> [TASK REQUIREMENTS]: What is needed here is an exact repetition of the records below, beginning at the line that has "repository fd6a33285ede8fa2" and stopping after the line that has "use crate::route::Route;".

Stored records:

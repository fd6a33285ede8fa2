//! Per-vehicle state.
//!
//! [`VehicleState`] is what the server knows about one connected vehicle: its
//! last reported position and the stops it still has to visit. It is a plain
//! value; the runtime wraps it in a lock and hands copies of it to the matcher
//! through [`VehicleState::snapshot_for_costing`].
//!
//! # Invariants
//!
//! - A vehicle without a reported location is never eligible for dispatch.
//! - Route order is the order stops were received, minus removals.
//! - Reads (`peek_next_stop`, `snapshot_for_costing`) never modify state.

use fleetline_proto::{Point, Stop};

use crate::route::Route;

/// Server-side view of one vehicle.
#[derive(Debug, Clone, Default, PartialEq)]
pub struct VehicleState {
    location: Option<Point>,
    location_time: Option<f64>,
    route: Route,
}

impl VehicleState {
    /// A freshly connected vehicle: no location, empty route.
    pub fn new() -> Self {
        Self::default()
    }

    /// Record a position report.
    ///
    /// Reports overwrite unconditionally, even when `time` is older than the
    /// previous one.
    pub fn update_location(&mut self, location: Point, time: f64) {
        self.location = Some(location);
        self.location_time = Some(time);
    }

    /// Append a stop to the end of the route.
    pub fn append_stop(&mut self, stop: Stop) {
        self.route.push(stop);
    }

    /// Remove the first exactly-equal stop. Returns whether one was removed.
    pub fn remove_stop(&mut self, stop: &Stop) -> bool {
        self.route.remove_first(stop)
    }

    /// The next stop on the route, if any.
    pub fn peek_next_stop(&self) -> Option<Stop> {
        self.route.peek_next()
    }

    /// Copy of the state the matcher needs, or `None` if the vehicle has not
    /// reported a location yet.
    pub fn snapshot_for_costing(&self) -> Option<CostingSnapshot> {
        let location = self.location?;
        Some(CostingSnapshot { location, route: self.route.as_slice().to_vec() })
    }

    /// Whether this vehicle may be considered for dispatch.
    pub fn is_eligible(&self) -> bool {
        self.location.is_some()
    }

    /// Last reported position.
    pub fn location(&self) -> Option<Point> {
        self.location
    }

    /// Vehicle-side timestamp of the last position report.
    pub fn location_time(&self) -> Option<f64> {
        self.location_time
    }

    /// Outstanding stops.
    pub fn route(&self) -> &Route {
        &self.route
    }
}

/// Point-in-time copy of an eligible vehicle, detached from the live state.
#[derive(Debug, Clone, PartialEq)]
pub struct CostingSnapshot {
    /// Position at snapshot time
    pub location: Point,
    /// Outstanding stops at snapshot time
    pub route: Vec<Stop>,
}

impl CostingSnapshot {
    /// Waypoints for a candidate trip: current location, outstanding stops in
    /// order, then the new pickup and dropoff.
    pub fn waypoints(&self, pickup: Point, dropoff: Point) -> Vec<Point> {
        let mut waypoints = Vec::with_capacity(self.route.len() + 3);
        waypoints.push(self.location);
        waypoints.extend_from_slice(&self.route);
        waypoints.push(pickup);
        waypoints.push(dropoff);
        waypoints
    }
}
--
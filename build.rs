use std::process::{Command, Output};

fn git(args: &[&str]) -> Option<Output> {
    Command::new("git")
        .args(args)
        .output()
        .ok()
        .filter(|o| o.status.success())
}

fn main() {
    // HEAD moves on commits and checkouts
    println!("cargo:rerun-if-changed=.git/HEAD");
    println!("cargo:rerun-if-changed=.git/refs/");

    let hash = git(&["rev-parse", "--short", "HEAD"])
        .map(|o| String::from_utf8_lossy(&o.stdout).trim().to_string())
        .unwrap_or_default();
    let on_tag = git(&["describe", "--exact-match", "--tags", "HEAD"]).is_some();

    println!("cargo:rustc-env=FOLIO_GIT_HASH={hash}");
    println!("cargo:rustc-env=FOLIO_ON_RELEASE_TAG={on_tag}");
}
...
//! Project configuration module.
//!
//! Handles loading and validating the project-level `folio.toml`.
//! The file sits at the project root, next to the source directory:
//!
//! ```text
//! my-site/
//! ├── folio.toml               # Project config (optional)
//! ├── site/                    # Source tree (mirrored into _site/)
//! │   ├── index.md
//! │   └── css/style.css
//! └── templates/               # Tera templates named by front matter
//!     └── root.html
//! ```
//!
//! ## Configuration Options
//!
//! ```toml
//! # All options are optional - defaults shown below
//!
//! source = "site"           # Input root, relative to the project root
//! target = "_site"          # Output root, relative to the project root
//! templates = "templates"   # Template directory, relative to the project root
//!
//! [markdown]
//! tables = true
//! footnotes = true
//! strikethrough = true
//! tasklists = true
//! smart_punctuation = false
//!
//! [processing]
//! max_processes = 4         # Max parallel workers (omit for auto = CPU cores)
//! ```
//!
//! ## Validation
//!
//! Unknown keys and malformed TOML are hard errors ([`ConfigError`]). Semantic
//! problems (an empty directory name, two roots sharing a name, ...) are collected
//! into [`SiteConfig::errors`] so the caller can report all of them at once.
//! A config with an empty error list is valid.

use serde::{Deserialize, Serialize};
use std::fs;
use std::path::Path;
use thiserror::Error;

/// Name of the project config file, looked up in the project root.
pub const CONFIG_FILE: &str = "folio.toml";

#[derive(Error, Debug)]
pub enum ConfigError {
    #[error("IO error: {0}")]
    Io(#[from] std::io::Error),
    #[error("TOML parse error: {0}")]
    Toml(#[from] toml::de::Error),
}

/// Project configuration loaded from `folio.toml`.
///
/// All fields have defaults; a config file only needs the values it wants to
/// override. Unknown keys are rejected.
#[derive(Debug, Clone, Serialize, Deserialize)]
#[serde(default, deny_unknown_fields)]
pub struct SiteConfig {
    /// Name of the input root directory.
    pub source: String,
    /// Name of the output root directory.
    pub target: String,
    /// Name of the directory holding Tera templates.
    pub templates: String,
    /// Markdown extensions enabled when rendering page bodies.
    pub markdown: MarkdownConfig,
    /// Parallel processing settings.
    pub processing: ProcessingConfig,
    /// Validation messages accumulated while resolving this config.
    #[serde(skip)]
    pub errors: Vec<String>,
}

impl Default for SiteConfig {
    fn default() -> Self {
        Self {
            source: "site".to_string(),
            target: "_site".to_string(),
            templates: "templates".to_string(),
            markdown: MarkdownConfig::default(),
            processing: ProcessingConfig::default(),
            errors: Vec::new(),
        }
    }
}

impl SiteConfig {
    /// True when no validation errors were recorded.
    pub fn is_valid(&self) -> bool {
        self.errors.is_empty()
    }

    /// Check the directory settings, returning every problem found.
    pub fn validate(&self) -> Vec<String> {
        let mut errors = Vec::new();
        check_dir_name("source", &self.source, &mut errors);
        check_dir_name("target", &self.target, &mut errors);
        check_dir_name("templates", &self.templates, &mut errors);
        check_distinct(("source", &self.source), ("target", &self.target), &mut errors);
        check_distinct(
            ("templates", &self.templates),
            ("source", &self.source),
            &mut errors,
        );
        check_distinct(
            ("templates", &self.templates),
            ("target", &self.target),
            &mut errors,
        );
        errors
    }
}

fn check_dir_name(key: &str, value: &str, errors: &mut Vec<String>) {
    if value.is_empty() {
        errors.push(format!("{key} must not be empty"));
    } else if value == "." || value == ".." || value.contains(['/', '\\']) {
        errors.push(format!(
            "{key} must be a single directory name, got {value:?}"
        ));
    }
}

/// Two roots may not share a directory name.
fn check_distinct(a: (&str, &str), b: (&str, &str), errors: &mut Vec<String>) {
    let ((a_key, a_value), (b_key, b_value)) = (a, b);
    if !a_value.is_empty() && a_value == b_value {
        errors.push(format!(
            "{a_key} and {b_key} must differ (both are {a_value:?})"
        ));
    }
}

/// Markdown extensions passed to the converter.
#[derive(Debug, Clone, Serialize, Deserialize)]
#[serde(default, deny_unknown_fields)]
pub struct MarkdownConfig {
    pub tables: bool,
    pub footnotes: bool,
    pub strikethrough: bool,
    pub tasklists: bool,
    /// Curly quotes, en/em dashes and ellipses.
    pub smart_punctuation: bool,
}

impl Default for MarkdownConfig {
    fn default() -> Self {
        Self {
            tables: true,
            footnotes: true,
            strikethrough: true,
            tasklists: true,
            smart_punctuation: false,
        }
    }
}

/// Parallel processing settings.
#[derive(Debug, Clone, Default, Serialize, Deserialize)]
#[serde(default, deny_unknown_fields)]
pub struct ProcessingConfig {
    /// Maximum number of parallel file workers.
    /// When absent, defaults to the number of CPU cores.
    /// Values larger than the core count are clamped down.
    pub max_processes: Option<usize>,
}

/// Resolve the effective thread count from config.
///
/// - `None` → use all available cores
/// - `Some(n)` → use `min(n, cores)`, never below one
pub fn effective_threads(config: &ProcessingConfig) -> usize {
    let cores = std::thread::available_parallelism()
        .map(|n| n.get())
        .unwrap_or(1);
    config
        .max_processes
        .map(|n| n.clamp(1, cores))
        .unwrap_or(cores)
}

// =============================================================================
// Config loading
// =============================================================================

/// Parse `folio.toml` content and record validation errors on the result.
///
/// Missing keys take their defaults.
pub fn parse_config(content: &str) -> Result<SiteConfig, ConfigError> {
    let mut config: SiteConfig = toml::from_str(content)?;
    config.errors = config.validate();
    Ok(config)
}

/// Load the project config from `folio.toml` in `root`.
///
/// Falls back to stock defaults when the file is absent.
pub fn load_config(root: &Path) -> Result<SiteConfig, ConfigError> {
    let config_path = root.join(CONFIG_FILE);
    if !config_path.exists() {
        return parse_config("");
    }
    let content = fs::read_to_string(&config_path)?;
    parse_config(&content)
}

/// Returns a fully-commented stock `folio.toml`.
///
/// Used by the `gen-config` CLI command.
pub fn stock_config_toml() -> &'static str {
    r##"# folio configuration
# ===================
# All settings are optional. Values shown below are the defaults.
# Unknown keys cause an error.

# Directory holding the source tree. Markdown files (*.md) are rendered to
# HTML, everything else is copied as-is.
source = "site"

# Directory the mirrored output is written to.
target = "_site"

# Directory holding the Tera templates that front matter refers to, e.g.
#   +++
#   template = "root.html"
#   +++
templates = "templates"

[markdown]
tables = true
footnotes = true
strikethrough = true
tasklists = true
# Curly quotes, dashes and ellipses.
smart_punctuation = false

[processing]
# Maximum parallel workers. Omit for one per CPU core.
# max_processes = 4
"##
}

> [REPLY TO THE EXERCISE]:
repository fd6a33285ede8fa2
//! Per-vehicle state.
//!
//! [`VehicleState`] is what the server knows about one connected vehicle: its
//! last reported position and the stops it still has to visit. It is a plain
//! value; the runtime wraps it in a lock and hands copies of it to the matcher
//! through [`VehicleState::snapshot_for_costing`].
//!
//! # Invariants
//!
//! - A vehicle without a reported location is never eligible for dispatch.
//! - Route order is the order stops were received, minus removals.
//! - Reads (`peek_next_stop`, `snapshot_for_costing`) never modify state.

use fleetline_proto::{Point, Stop};

use crate::route::Route;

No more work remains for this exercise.